子曰わく、君子、重からざれば則ち威あらず、學べば則ち固ならず。忠信を主とし、己に如かざる者を友とすること無かれ。過てば則ち改むるに憚ること勿れ。
(先師が言われた。
上に立つ人は、言動を重々しくしないと威厳が無くなる、学べば独善、頑固でなくなる。
忠信を第一とし、安易に自分より知徳の劣った者と交わっていい気になってはならない。
そして過ちに気がついたら改めるのに誰にも遠慮はいらないよ。)
<出典:「仮名論語」伊與田覺著 致知出版社>
自分が仕えたい人、その理想的な人物像はどんなものでしょう。会社なら直属の上司や社長、学校なら級長や生徒会長、部活動の主将など、思い浮かべてみてください。
仕える側からすると、少なくとも軽々しく見られる人物でないことを願いたいものです。
自らが所属する組織の長が、外部から叱責されたり指導を受けたりすると、所属メンバーはやるせなくなります。もちろん、誤解から生じたものなら別ですが、その長自身の不注意や甘い心がけから生じたものなら絶望的です。
このような場面における、配下メンバーの立場は、本当に情けないものです。
今日の言葉ですが、実は個人的感覚からすると、意図的に重々しく見せるというのは間抜けがやると偉ぶって見えるだけなので、いかがなものかと感じていました。
ただし、上述のように、仕える者の立場としては、上に立つ者は、他者から敬われる人物であるほど望ましいのです。
そのような深みのある重厚な人物が長にいる組織に所属する、そのこと自体が誇りに思えます。

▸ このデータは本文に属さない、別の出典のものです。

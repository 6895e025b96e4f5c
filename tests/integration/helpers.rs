//! Shared fakes and session builders for integration tests.
//!
//! The recognizer fake treats inbound audio bytes as UTF-8 text, so a test can
//! "speak" by sending `b"turn on the lights <EOU>"` as one chunk. All-zero
//! chunks are silence and recognize as nothing.

use std::collections::VecDeque;
use std::sync::atomic::{AtomicBool, AtomicUsize, Ordering};
use std::sync::{Arc, Mutex};
use std::time::Duration;

use async_trait::async_trait;
use bytes::Bytes;
use futures_util::StreamExt;
use parley::config::ProfileConfig;
use parley::llm::{ChatDelta, ChatStream, LlmBackend, MemoryRouter, Message, ToolDefinition};
use parley::pipeline::TranscriptSegment;
use parley::stt::{AudioStream, BlockingRecognizer, SegmentStream, SpeechBackend};
use parley::tools::ToolRegistry;
use parley::tts::{SpeechStream, TextStream, TtsBackend};
use parley::{AudioChunk, Backends, PipelineEvent, Session};
use tokio::sync::mpsc;

/// Decrements a live counter when dropped.
struct Live(Arc<AtomicUsize>);

impl Live {
    fn enter(live: &Arc<AtomicUsize>, max: &Arc<AtomicUsize>) -> Self {
        let now = live.fetch_add(1, Ordering::SeqCst) + 1;
        max.fetch_max(now, Ordering::SeqCst);
        Self(Arc::clone(live))
    }
}

impl Drop for Live {
    fn drop(&mut self) {
        self.0.fetch_sub(1, Ordering::SeqCst);
    }
}

fn decode(audio: &[u8]) -> Option<String> {
    if audio.iter().all(|b| *b == 0) {
        return None;
    }
    let text: Vec<u8> = audio.iter().copied().filter(|b| *b != 0).collect();
    String::from_utf8(text).ok()
}

// ─── Recognition ──────────────────────────────────────────────────────────────

#[derive(Default)]
pub(crate) struct TextRecognizer {
    batches: Mutex<Vec<usize>>,
}

impl TextRecognizer {
    pub(crate) fn batch_sizes(&self) -> Vec<usize> {
        self.batches.lock().unwrap().clone()
    }
}

#[async_trait]
impl SpeechBackend for TextRecognizer {
    async fn stream_recognize(&self, audio: AudioStream) -> parley::Result<SegmentStream> {
        Ok(Box::pin(audio.filter_map(|chunk| async move {
            decode(&chunk).map(TranscriptSegment::final_text)
        })))
    }

    async fn recognize_batch(&self, audio: Bytes) -> parley::Result<Vec<TranscriptSegment>> {
        self.batches.lock().unwrap().push(audio.len());
        Ok(decode(&audio)
            .map(TranscriptSegment::final_text)
            .into_iter()
            .collect())
    }
}

/// Blocking recognizer that takes `delay` per chunk, for the worker adapter.
pub(crate) struct SlowTextRecognizer {
    delay: Duration,
    finished: Arc<AtomicBool>,
}

impl SlowTextRecognizer {
    pub(crate) fn new(delay: Duration) -> Self {
        Self {
            delay,
            finished: Arc::new(AtomicBool::new(false)),
        }
    }

    /// Set once `recognize_stream` has returned.
    pub(crate) fn finished(&self) -> Arc<AtomicBool> {
        Arc::clone(&self.finished)
    }
}

impl BlockingRecognizer for SlowTextRecognizer {
    fn recognize_stream(
        &self,
        audio: &mut dyn Iterator<Item = Bytes>,
        emit: &mut dyn FnMut(TranscriptSegment) -> bool,
    ) -> parley::Result<()> {
        for chunk in audio {
            std::thread::sleep(self.delay);
            if let Some(text) = decode(&chunk) {
                if !emit(TranscriptSegment::final_text(text)) {
                    break;
                }
            }
        }
        self.finished.store(true, Ordering::SeqCst);
        Ok(())
    }

    fn recognize_batch(&self, audio: &[u8]) -> parley::Result<Vec<TranscriptSegment>> {
        std::thread::sleep(self.delay);
        Ok(decode(audio)
            .map(TranscriptSegment::final_text)
            .into_iter()
            .collect())
    }
}

// ─── Language model ───────────────────────────────────────────────────────────

/// Replays one scripted round per chat call, pausing `delay` before each delta.
#[derive(Default)]
pub(crate) struct RoundsLlm {
    rounds: Mutex<VecDeque<Vec<ChatDelta>>>,
    delay: Duration,
    calls: Mutex<Vec<Vec<Message>>>,
    models: Mutex<Vec<String>>,
    live: Arc<AtomicUsize>,
    max_live: Arc<AtomicUsize>,
}

impl RoundsLlm {
    pub(crate) fn new(rounds: Vec<Vec<ChatDelta>>) -> Self {
        Self {
            rounds: Mutex::new(rounds.into()),
            ..Self::default()
        }
    }

    pub(crate) fn with_delay(mut self, delay: Duration) -> Self {
        self.delay = delay;
        self
    }

    pub(crate) fn text(tokens: &[&str]) -> Vec<ChatDelta> {
        tokens.iter().map(|t| ChatDelta::text(*t)).collect()
    }

    pub(crate) fn calls(&self) -> Vec<Vec<Message>> {
        self.calls.lock().unwrap().clone()
    }

    /// Model named by each chat call, in order.
    pub(crate) fn models(&self) -> Vec<String> {
        self.models.lock().unwrap().clone()
    }

    pub(crate) fn max_live(&self) -> usize {
        self.max_live.load(Ordering::SeqCst)
    }
}

#[async_trait]
impl LlmBackend for RoundsLlm {
    async fn stream_chat(
        &self,
        model: &str,
        messages: &[Message],
        _tools: &[ToolDefinition],
    ) -> parley::Result<ChatStream> {
        self.calls.lock().unwrap().push(messages.to_vec());
        self.models.lock().unwrap().push(model.to_owned());
        let deltas = self.rounds.lock().unwrap().pop_front().unwrap_or_default();
        let live = Live::enter(&self.live, &self.max_live);
        let delay = self.delay;
        Ok(Box::pin(async_stream::stream! {
            let _live = live;
            for delta in deltas {
                if !delay.is_zero() {
                    tokio::time::sleep(delay).await;
                }
                yield Ok(delta);
            }
        }))
    }
}

// ─── Synthesis ────────────────────────────────────────────────────────────────

/// Every text becomes `frames` audio chunks carrying the text, `delay` apart.
pub(crate) struct EchoTts {
    frames: usize,
    delay: Duration,
    once_calls: Mutex<Vec<String>>,
    cancels: AtomicUsize,
    live: Arc<AtomicUsize>,
    max_live: Arc<AtomicUsize>,
}

impl EchoTts {
    pub(crate) fn new(frames: usize, delay: Duration) -> Self {
        Self {
            frames,
            delay,
            once_calls: Mutex::new(Vec::new()),
            cancels: AtomicUsize::new(0),
            live: Arc::new(AtomicUsize::new(0)),
            max_live: Arc::new(AtomicUsize::new(0)),
        }
    }

    pub(crate) fn once_calls(&self) -> Vec<String> {
        self.once_calls.lock().unwrap().clone()
    }

    pub(crate) fn cancel_count(&self) -> usize {
        self.cancels.load(Ordering::SeqCst)
    }

    pub(crate) fn live(&self) -> usize {
        self.live.load(Ordering::SeqCst)
    }

    pub(crate) fn max_live(&self) -> usize {
        self.max_live.load(Ordering::SeqCst)
    }

    fn frames(&self, text: String, live: Live) -> SpeechStream {
        let (frames, delay) = (self.frames, self.delay);
        Box::pin(async_stream::stream! {
            let _live = live;
            for _ in 0..frames {
                tokio::time::sleep(delay).await;
                yield Bytes::from(text.clone().into_bytes());
            }
        })
    }
}

#[async_trait]
impl TtsBackend for EchoTts {
    async fn synthesize_stream(&self, texts: TextStream) -> parley::Result<SpeechStream> {
        let live = Live::enter(&self.live, &self.max_live);
        let (frames, delay) = (self.frames, self.delay);
        Ok(Box::pin(async_stream::stream! {
            let _live = live;
            let mut texts = texts;
            while let Some(text) = texts.next().await {
                for _ in 0..frames {
                    tokio::time::sleep(delay).await;
                    yield Bytes::from(text.clone().into_bytes());
                }
            }
        }))
    }

    async fn synthesize_once(&self, text: &str) -> parley::Result<SpeechStream> {
        self.once_calls.lock().unwrap().push(text.to_owned());
        let live = Live::enter(&self.live, &self.max_live);
        Ok(self.frames(text.to_owned(), live))
    }

    async fn cancel(&self) {
        self.cancels.fetch_add(1, Ordering::SeqCst);
    }
}

// ─── Sessions ─────────────────────────────────────────────────────────────────

/// A profile whose persona lives in `dir`, pinned to model "test-model".
pub(crate) fn profile(dir: &tempfile::TempDir) -> ProfileConfig {
    let persona = dir.path().join("persona.md");
    std::fs::write(&persona, "You are a concise voice assistant.").unwrap();
    let mut profile = ProfileConfig {
        name: "it".into(),
        ..ProfileConfig::default()
    };
    profile.llm.persona_path = persona;
    profile.llm.model_override = Some("test-model".into());
    profile
}

pub(crate) fn backends(
    speech: Arc<impl SpeechBackend + 'static>,
    llm: Arc<RoundsLlm>,
    tts: Arc<EchoTts>,
    tools: ToolRegistry,
) -> Backends {
    Backends {
        speech,
        llm,
        tts,
        tools: Arc::new(tools),
        router: Arc::new(MemoryRouter::with_probe(|| None)),
    }
}

pub(crate) fn start(profile: ProfileConfig, backends: Backends) -> (Session, mpsc::Receiver<PipelineEvent>) {
    let mut session = Session::new(profile, backends).unwrap();
    let events = session.start().unwrap();
    (session, events)
}

/// Speak `text` as one audio chunk.
pub(crate) async fn say(session: &Session, text: &str) {
    session
        .send_audio(AudioChunk::new(text.as_bytes().to_vec()))
        .await
        .unwrap();
}

pub(crate) async fn next(events: &mut mpsc::Receiver<PipelineEvent>) -> PipelineEvent {
    tokio::time::timeout(Duration::from_secs(2), events.recv())
        .await
        .expect("timed out waiting for event")
        .expect("event stream closed")
}

/// Collect events up to and including the next `EndOfTurn`.
pub(crate) async fn until_end_of_turn(
    events: &mut mpsc::Receiver<PipelineEvent>,
) -> Vec<PipelineEvent> {
    let mut seen = Vec::new();
    loop {
        let event = next(events).await;
        let done = event == PipelineEvent::EndOfTurn;
        seen.push(event);
        if done {
            return seen;
        }
    }
}

pub(crate) fn audio_count(events: &[PipelineEvent]) -> usize {
    events
        .iter()
        .filter(|e| matches!(e, PipelineEvent::AudioOut(_)))
        .count()
}

pub(crate) fn assistant_text(events: &[PipelineEvent]) -> String {
    events
        .iter()
        .filter_map(|e| match e {
            PipelineEvent::AssistantToken(t) => Some(t.as_str()),
            _ => None,
        })
        .collect()
}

上に立つ人は、それを自覚し、そうあらねばなりません。
また、自分より年下との交わりの中で、横柄であったり見っともない言動を見せたりする者も君子ではなく小人の類となるでしょう。
年長者を敬うのは世界共通の道徳であり、人生経験が長ければ大なり小なり知見は多いはずです。にもかかわらず、先輩風を吹かす態度、自覚が無い態度などは哀れで愚かなものです。
戦後、我が国の政治経済など多方面に大いなる影響を及ぼした人物学の大家である
安岡正篤氏は、「to do」よりも「to be」が重要とされました。
(何をするかではなく、どうあるべきか)
また、株式会社ことほぎ代表の白駒妃登美氏は、天命追求型の生き方では、西洋の目標達成型哲学である「for me」ではなく、「for you」が優先すると言われます。
「周囲の人のために、自らはどうあるべきか」
修練すべき一つとして心掛けておきます。